Saying goodbye might not be easy -- especially explaining to patients that you're not accepting their plan anymore -- but no contract might be a better choice than one that has no potential to improve a practice's bottom line, experts say.
"In a mature managed care market, we advise practices not to sign with everyone but strategically evaluate their market niche and play to their strengths," Spratt says. "What patients do they want?"
Of course, such an approach is easier said than done, especially if a particular plan accounts for a large portion of a practice's business. But physicians too rarely consider that the option of choice may exist, experts say.
"Not every plan is worth the contract. It's not worthwhile if it's not a good fit," says Neil Caesar, a health care attorney in Greenville, S.C. "The greatest weapon in [physicians'] arsenal is being able to say the word 'no.' You can't sign with everyone, even if you liked them all, because you can't manage them all. It's too much work.
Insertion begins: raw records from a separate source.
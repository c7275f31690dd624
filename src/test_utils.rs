//! Shared fixtures for the crate's tests: a synthetic sector scene with
//! uniform file sizes, plus stub collaborators for the loader and the GPU
//! coverage culler.

use std::collections::HashSet;
use std::sync::atomic::{AtomicBool, Ordering};
use std::sync::{Arc, Mutex};

use glam::{DMat4, DVec3};

use crate::camera::{Camera, PerspectiveProjection, Plane};
use crate::culling::gpu_visibility::{OrderSectorsByVisibilityCoverage, PrioritizedSector};
use crate::loader::{Repository, SectorLoadError};
use crate::scene::{
  Aabb3, CoverageFactors, SectorId, SectorMetadata, SectorScene, SectorSceneBuilder,
};
use crate::types::{
  CadModelMetadata, ConsumedSector, LevelOfDetail, ModelIdentifier, PrioritizedWantedSector,
  SectorGeometry, WantedSector,
};

pub const INDEX_DOWNLOAD_SIZE: u64 = 100;
pub const FACES_DOWNLOAD_SIZE: u64 = 10;
pub const SECTOR_DRAW_CALLS: u32 = 10;
pub const SECTOR_RENDER_COST: f32 = 1000.0;

fn test_sector(bounds: Aabb3, file_index: usize) -> SectorMetadata {
  SectorMetadata::new(bounds)
    .with_costs(SECTOR_DRAW_CALLS, SECTOR_RENDER_COST)
    .with_index_file(format!("sector_{file_index}.i3d"), INDEX_DOWNLOAD_SIZE)
    .with_faces_file(FACES_DOWNLOAD_SIZE, CoverageFactors::default())
}

/// Build a uniform scene: root bounds `[0, 16]^3`, each sector split into
/// `children_per_node` equal x-slabs, `levels` levels below the root.
///
/// Sectors are added breadth-first, so ids are breadth-first too: for
/// `build_test_scene(2, 2)` the layout is 0; 1, 2; 3, 4 (under 1); 5, 6
/// (under 2).
pub fn build_test_scene(levels: u32, children_per_node: usize) -> Arc<SectorScene> {
  let mut builder = SectorSceneBuilder::new();
  let root_bounds = Aabb3::new(DVec3::ZERO, DVec3::splat(16.0));
  let root = builder.add_root(test_sector(root_bounds, 0));

  let mut file_index = 1;
  let mut frontier = vec![(root, root_bounds)];
  for _ in 0..levels {
    let mut next = Vec::new();
    for (parent, bounds) in frontier {
      let width = (bounds.max.x - bounds.min.x) / children_per_node as f64;
      for i in 0..children_per_node {
        let min_x = bounds.min.x + width * i as f64;
        let child_bounds = Aabb3::new(
          DVec3::new(min_x, bounds.min.y, bounds.min.z),
          DVec3::new(min_x + width, bounds.max.y, bounds.max.z),
        );
        let id = builder.add_child(parent, test_sector(child_bounds, file_index));
        file_index += 1;
        next.push((id, child_bounds));
      }
    }
    frontier = next;
  }
  Arc::new(builder.build())
}

/// A model at the world origin wrapping the given scene.
pub fn test_model(scene: &Arc<SectorScene>) -> CadModelMetadata {
  CadModelMetadata {
    model_identifier: ModelIdentifier::new(),
    model_base_url: "https://models.test/primitives".to_owned(),
    model_matrix: DMat4::IDENTITY,
    geometry_clip_box: None,
    scene: Arc::clone(scene),
  }
}

pub fn wanted_sector(
  model: &CadModelMetadata,
  sector_id: SectorId,
  level_of_detail: LevelOfDetail,
) -> WantedSector {
  WantedSector {
    model_identifier: model.model_identifier,
    model_base_url: model.model_base_url.clone(),
    geometry_clip_box: model.geometry_clip_box,
    level_of_detail,
    scene: Arc::clone(&model.scene),
    sector_id,
  }
}

pub fn consumed_sector(
  model_identifier: ModelIdentifier,
  sector_id: SectorId,
  level_of_detail: LevelOfDetail,
) -> ConsumedSector {
  let group = match level_of_detail {
    LevelOfDetail::Discarded => None,
    _ => Some(SectorGeometry::default()),
  };
  ConsumedSector {
    model_identifier,
    sector_id,
    level_of_detail,
    group,
    instanced_meshes: Vec::new(),
  }
}

/// Camera at `position` looking at the scene center with the default
/// perspective projection.
pub fn camera_looking_at(position: DVec3, target: DVec3) -> Camera {
  Camera::look_at(position, target, DVec3::Y, PerspectiveProjection::default())
}

// =============================================================================
// Stub collaborators
// =============================================================================

/// Culler stub returning a canned decision; the filter drops a fixed id set.
pub struct StubCuller {
  pub wanted: Vec<PrioritizedWantedSector>,
  pub spent: crate::types::SectorLoadingSpent,
  pub filter_out: HashSet<SectorId>,
}

impl StubCuller {
  pub fn wanting(wanted: Vec<PrioritizedWantedSector>) -> Self {
    Self {
      wanted,
      spent: crate::types::SectorLoadingSpent::default(),
      filter_out: HashSet::new(),
    }
  }
}

impl crate::culling::SectorCuller for StubCuller {
  fn determine_sectors(
    &mut self,
    _input: &crate::culling::DetermineSectorsInput,
  ) -> crate::culling::DeterminedSectors {
    crate::culling::DeterminedSectors {
      wanted_sectors: self.wanted.clone(),
      spent_budget: self.spent,
    }
  }

  fn filter_sectors_to_load(
    &mut self,
    _input: &crate::culling::DetermineSectorsInput,
    candidates: Vec<PrioritizedWantedSector>,
  ) -> Vec<PrioritizedWantedSector> {
    candidates
      .into_iter()
      .filter(|c| !self.filter_out.contains(&c.sector.sector_id))
      .collect()
  }
}

/// Repository stub: fabricates geometry, records which sectors were
/// requested and fails on demand.
pub struct StubRepository {
  pub calls: Mutex<Vec<(ModelIdentifier, SectorId)>>,
  pub failing: Mutex<HashSet<SectorId>>,
  pub cleared: AtomicBool,
}

impl StubRepository {
  pub fn new() -> Self {
    Self {
      calls: Mutex::new(Vec::new()),
      failing: Mutex::new(HashSet::new()),
      cleared: AtomicBool::new(false),
    }
  }

  pub fn fail_sector(&self, sector_id: SectorId) {
    self.failing.lock().unwrap().insert(sector_id);
  }

  pub fn call_count(&self) -> usize {
    self.calls.lock().unwrap().len()
  }

  pub fn was_cleared(&self) -> bool {
    self.cleared.load(Ordering::SeqCst)
  }
}

impl Repository for StubRepository {
  fn load_sector(&self, wanted: &WantedSector) -> Result<ConsumedSector, SectorLoadError> {
    self
      .calls
      .lock()
      .unwrap()
      .push((wanted.model_identifier, wanted.sector_id));
    if self.failing.lock().unwrap().contains(&wanted.sector_id) {
      return Err(SectorLoadError::Network {
        file_name: wanted.metadata().index_file.file_name.clone(),
        reason: "connection reset".to_owned(),
      });
    }
    Ok(consumed_sector(
      wanted.model_identifier,
      wanted.sector_id,
      wanted.level_of_detail,
    ))
  }

  fn clear(&self) {
    self.cleared.store(true, Ordering::SeqCst);
  }
}

/// Coverage stub feeding a fixed ordering to the GPU culler and dropping a
/// fixed set of sector ids during occlusion filtering.
pub struct StubCoverage {
  pub ordered: Vec<PrioritizedSector>,
  pub occluded: HashSet<SectorId>,
}

impl StubCoverage {
  pub fn new(ordered: Vec<PrioritizedSector>) -> Self {
    Self {
      ordered,
      occluded: HashSet::new(),
    }
  }
}

impl OrderSectorsByVisibilityCoverage for StubCoverage {
  fn set_models(&mut self, _models: &[CadModelMetadata]) {}

  fn set_clipping(&mut self, _planes: &[Plane]) {}

  fn order_sectors_by_visibility(&mut self, _camera: &Camera) -> Vec<PrioritizedSector> {
    self.ordered.clone()
  }

  fn cull_occluded_sectors(
    &mut self,
    _camera: &Camera,
    candidates: Vec<PrioritizedWantedSector>,
  ) -> Vec<PrioritizedWantedSector> {
    candidates
      .into_iter()
      .filter(|c| !self.occluded.contains(&c.sector.sector_id))
      .collect()
  }
}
You have to be selective."
A practice that declares that it intends not to renew a contract doesn't need to be fully convinced it will follow through on the threat, Caesar says. "The take-it-or-leave-it attitude [on either side] is frequently not the end of the dialogue. ... The tough stand is a negotiating tactic."
When possible, physicians also should insist that contracts allow them to close the panel, or stop accepting new patients from a given network, as a way to move away from a relationship with an insurer that's proving intolerable or less than profitable, Kelley says.
"We want to close a panel if there are too many patients or we're unhappy with the plan," he says. "We pretty much will not sign a contract unless we can close a panel and close it [only] to that insurance company, not to all of them, usually on 90 to 180 days' notice." A provision letting a panel be closed is "one of the strongest forms of leverage we have with the managed care company."
As for Dr. Tucker in Colorado, even as he quickly negotiated a rate 8% higher than first offered, he is pressing on. He asked the plan representative for an even higher rate, but she said she lacked that much authority. At press time, Dr. Tucker was waiting for an answer to his request. He expects the negotiations to continue.
"I feel it's my obligation to fight them as aggressively as I can, to fight for a fair reimbursement," Dr. Tucker says. "The thing that raised my ire was this was a simple ploy: Throw out this [contract] and see how many people don't read it and don't catch you. You knew it was a business scheme to reduce their overhead, and if anyone called them on it, they had room to go up to a certain limit.
"It just didn't feel right. ... A lot of doctors ... just sign because they assume the insurance companies are giving them a fair deal. That's a lousy assumption."